**Work required:**
For the records below, output each line exactly as it appears, from the first through the line with "to rounding give".

───── Data to use ─────

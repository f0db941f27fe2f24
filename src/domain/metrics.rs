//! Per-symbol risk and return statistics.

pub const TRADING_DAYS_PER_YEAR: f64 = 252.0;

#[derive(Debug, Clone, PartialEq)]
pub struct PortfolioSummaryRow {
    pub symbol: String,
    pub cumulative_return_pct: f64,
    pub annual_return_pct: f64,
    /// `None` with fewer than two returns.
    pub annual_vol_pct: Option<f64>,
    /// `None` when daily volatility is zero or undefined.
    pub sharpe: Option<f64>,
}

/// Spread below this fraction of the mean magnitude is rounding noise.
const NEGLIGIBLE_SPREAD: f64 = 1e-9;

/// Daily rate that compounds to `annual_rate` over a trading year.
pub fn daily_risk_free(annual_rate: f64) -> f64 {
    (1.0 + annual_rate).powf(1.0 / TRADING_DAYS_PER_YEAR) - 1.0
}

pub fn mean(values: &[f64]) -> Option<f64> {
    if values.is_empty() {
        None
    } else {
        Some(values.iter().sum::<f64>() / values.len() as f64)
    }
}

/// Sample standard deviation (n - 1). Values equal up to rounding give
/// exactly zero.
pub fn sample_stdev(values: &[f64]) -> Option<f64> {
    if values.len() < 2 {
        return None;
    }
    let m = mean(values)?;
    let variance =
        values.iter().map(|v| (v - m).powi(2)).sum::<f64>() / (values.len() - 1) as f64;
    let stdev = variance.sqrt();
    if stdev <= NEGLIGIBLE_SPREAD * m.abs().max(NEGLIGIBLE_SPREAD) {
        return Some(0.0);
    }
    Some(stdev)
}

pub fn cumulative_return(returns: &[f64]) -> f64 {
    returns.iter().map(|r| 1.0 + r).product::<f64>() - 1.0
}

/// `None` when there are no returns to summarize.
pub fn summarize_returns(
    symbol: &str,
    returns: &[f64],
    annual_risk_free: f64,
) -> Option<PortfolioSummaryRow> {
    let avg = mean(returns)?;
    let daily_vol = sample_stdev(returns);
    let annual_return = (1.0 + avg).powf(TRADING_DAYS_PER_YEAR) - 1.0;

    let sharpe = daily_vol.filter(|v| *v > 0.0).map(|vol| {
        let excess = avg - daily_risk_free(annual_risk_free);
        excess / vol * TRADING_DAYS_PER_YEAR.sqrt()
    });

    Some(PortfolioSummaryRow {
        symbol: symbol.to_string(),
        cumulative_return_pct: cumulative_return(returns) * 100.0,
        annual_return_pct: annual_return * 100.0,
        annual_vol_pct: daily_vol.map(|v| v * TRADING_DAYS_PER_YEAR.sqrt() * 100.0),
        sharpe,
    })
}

─────

**Your solution:**
repository f0db941f27fe2f24
filename src/domain/metrics.rs
//! Per-symbol risk and return statistics.

pub const TRADING_DAYS_PER_YEAR: f64 = 252.0;

#[derive(Debug, Clone, PartialEq)]
pub struct PortfolioSummaryRow {
    pub symbol: String,
    pub cumulative_return_pct: f64,
    pub annual_return_pct: f64,
    /// `None` with fewer than two returns.
    pub annual_vol_pct: Option<f64>,
    /// `None` when daily volatility is zero or undefined.
    pub sharpe: Option<f64>,
}

/// Spread below this fraction of the mean magnitude is rounding noise.
const NEGLIGIBLE_SPREAD: f64 = 1e-9;

/// Daily rate that compounds to `annual_rate` over a trading year.
pub fn daily_risk_free(annual_rate: f64) -> f64 {
    (1.0 + annual_rate).powf(1.0 / TRADING_DAYS_PER_YEAR) - 1.0
}

pub fn mean(values: &[f64]) -> Option<f64> {
    if values.is_empty() {
        None
    } else {
        Some(values.iter().sum::<f64>() / values.len() as f64)
    }
}

/// Sample standard deviation (n - 1). Values equal up to rounding give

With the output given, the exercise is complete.